» Exercise input:
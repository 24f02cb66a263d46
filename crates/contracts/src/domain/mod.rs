pub mod a001_content_generation;
pub mod handlers;
pub mod shared;

use std::sync::Arc;

#[tokio::main]
async fn main() -> anyhow::Result<()> {
    use axum::http::{header, Method};
    use axum::middleware;
    use axum::{routing::get, Router};
    use std::net::SocketAddr;
    use tokio::net::TcpListener;
    use tower_http::cors::{Any, CorsLayer};
    use tower_http::services::ServeDir;
    use tracing_subscriber::{layer::SubscriberExt, util::SubscriberInitExt};

    // Создаем директорию для логов
    let log_dir = std::path::Path::new("target").join("logs");
    std::fs::create_dir_all(&log_dir)?;

    let log_file_path = log_dir.join("backend.log");
    let log_file = std::fs::OpenOptions::new()
        .create(true)
        .append(true)
        .open(log_file_path)?;

    tracing_subscriber::registry()
        .with(tracing_subscriber::EnvFilter::new(
            std::env::var("RUST_LOG").unwrap_or_else(|_| "info,tower_http=warn".into()),
        ))
        .with(tracing_subscriber::fmt::layer())
        .with(
            tracing_subscriber::fmt::layer()
                .with_writer(Arc::new(log_file))
                .with_ansi(false),
        )
        .init();

    let config = Arc::new(shared::config::load_config()?);
    let dist_path = shared::config::get_dist_path(&config);
    tracing::info!("Webhook endpoint: {}", config.webhook.url);
    tracing::info!("Serving frontend from: {}", dist_path.display());

    // Фронтенд под `trunk serve` живет на другом порту
    let cors = CorsLayer::new()
        .allow_origin(Any)
        .allow_methods([Method::GET, Method::OPTIONS])
        .allow_headers([header::CONTENT_TYPE, header::ACCEPT]);

    let app = Router::new()
        .route("/health", get(|| async { "ok" }))
        .route(
            "/api/config",
            get(handlers::client_config::get_client_config),
        )
        .fallback_service(ServeDir::new(dist_path))
        .layer(middleware::from_fn(shared::request_log::request_logger))
        .layer(cors)
        .with_state(config.clone());

    let port = config.server.port;
    let addr: SocketAddr = ([0, 0, 0, 0], port).into();

    tracing::info!("Attempting to bind server to http://{}", addr);
    let listener = match TcpListener::bind(addr).await {
        Ok(listener) => {
            tracing::info!("Server successfully bound to {}", addr);
            listener
        }
        Err(e) => {
            if e.kind() == std::io::ErrorKind::AddrInUse {
                tracing::error!(
                    "Error: Port {} is already in use. Please ensure no other process is using this port.",
                    port
                );
            } else {
                tracing::error!("Failed to bind to port {}. Error: {}", port, e);
            }
            return Err(e.into());
        }
    };

    axum::serve(listener, app).await?;

    Ok(())
}
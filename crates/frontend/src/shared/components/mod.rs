pub mod page_header;
pub mod ui;

pub use page_header::PageHeader;
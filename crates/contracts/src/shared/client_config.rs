use serde::{Deserialize, Serialize};

/// Вебхук по умолчанию, если адрес не задан ни сервером, ни при сборке
pub const DEFAULT_WEBHOOK_URL: &str = "https://n8n.tu-instancia.com/webhook/content-creator";

/// Конфигурация клиента, которую бэкенд отдаёт по `GET /api/config`
#[derive(Debug, Clone, PartialEq, Eq, Serialize, Deserialize)]
pub struct ClientConfig {
    pub webhook_url: String,
}

impl ClientConfig {
    pub fn new(webhook_url: impl Into<String>) -> Self {
        Self {
            webhook_url: webhook_url.into(),
        }
    }

    /// Взять адрес, если он непустой, иначе `DEFAULT_WEBHOOK_URL`
    pub fn or_default_url(url: Option<&str>) -> Self {
        match url.map(str::trim) {
            Some(url) if !url.is_empty() => Self::new(url),
            _ => Self::default(),
        }
    }
}

impl Default for ClientConfig {
    fn default() -> Self {
        Self::new(DEFAULT_WEBHOOK_URL)
    }
}
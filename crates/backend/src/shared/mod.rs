pub mod config;
pub mod request_log;
//! Content Generation - View Component

use super::model::generate;
use super::result_card::ResultCard;
use super::view_model::ContentCreatorVm;
use crate::shared::components::ui::{Button, Input, Textarea};
use crate::shared::components::PageHeader;
use crate::shared::icons::icon;
use contracts::domain::a001_content_generation::CopiedField;
use contracts::shared::client_config::ClientConfig;
use leptos::prelude::*;
use thaw::Spinner;

#[component]
#[allow(non_snake_case)]
pub fn ContentCreatorPage() -> impl IntoView {
    let config = use_context::<ClientConfig>().unwrap_or_else(|| {
        log::warn!("ClientConfig context not found, using default webhook");
        ClientConfig::default()
    });
    let vm = ContentCreatorVm::new();

    // Таймер индикатора не должен пережить страницу
    on_cleanup(move || vm.cancel_copy_timer());

    let handle_generate = Callback::new(move |_: leptos::ev::MouseEvent| {
        let Some(request) = vm.begin_generation() else {
            return;
        };
        log::debug!("Dispatching content generation to {}", config.webhook_url);

        let config = config.clone();
        leptos::task::spawn_local(async move {
            let outcome = generate(&config, &request).await;
            vm.finish_generation(outcome);
        });
    });

    view! {
        <main class="content-creator">
            <PageHeader
                title="Cerebro"
                highlight="Creator"
                subtitle="Transforma tus ideas en contenido profesional con la potencia de Gemini 3 Flash y tu ADN de marca."
            />

            <div class="form-card">
                <Textarea
                    id="idea"
                    label="Tu idea central"
                    placeholder="¿Sobre qué quieres escribir hoy?"
                    value=Signal::derive(move || vm.idea())
                    on_input=Callback::new(move |v: String| vm.set_idea(v))
                />
                <Input
                    id="context"
                    label="Contexto adicional (Opcional)"
                    placeholder="Ej: Tono profesional, enfocado en tecnología..."
                    value=Signal::derive(move || vm.context())
                    on_input=Callback::new(move |v: String| vm.set_context(v))
                />
                <Button
                    class="form-card__submit"
                    disabled=Signal::derive(move || !vm.can_submit())
                    on_click=handle_generate
                >
                    {move || {
                        if vm.is_loading() {
                            view! { <Spinner /> }.into_any()
                        } else {
                            view! {
                                <span>"Generar Magia"</span>
                                {icon("sparkles")}
                            }
                            .into_any()
                        }
                    }}
                </Button>
            </div>

            // Панель результатов появляется только после успешного ответа
            {move || {
                vm.result()
                    .map(|result| {
                        view! {
                            <div class="results">
                                <ResultCard
                                    title="LinkedIn Post"
                                    icon_name="linkedin"
                                    accent="social"
                                    text=result.social_post
                                    is_copied=Signal::derive(move || vm.is_copied(CopiedField::Social))
                                    on_copy=Callback::new(move |_| vm.copy(CopiedField::Social))
                                />
                                <ResultCard
                                    title="Blog Article"
                                    icon_name="file-text"
                                    accent="article"
                                    text=result.article
                                    is_copied=Signal::derive(move || vm.is_copied(CopiedField::Article))
                                    on_copy=Callback::new(move |_| vm.copy(CopiedField::Article))
                                />
                            </div>
                        }
                    })
            }}
        </main>
    }
}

» Assignment: Pull every line holding "join" out of the records.

» Written answer:
    let log_dir = std::path::Path::new("target").join("logs");
    let log_file_path = log_dir.join("backend.log");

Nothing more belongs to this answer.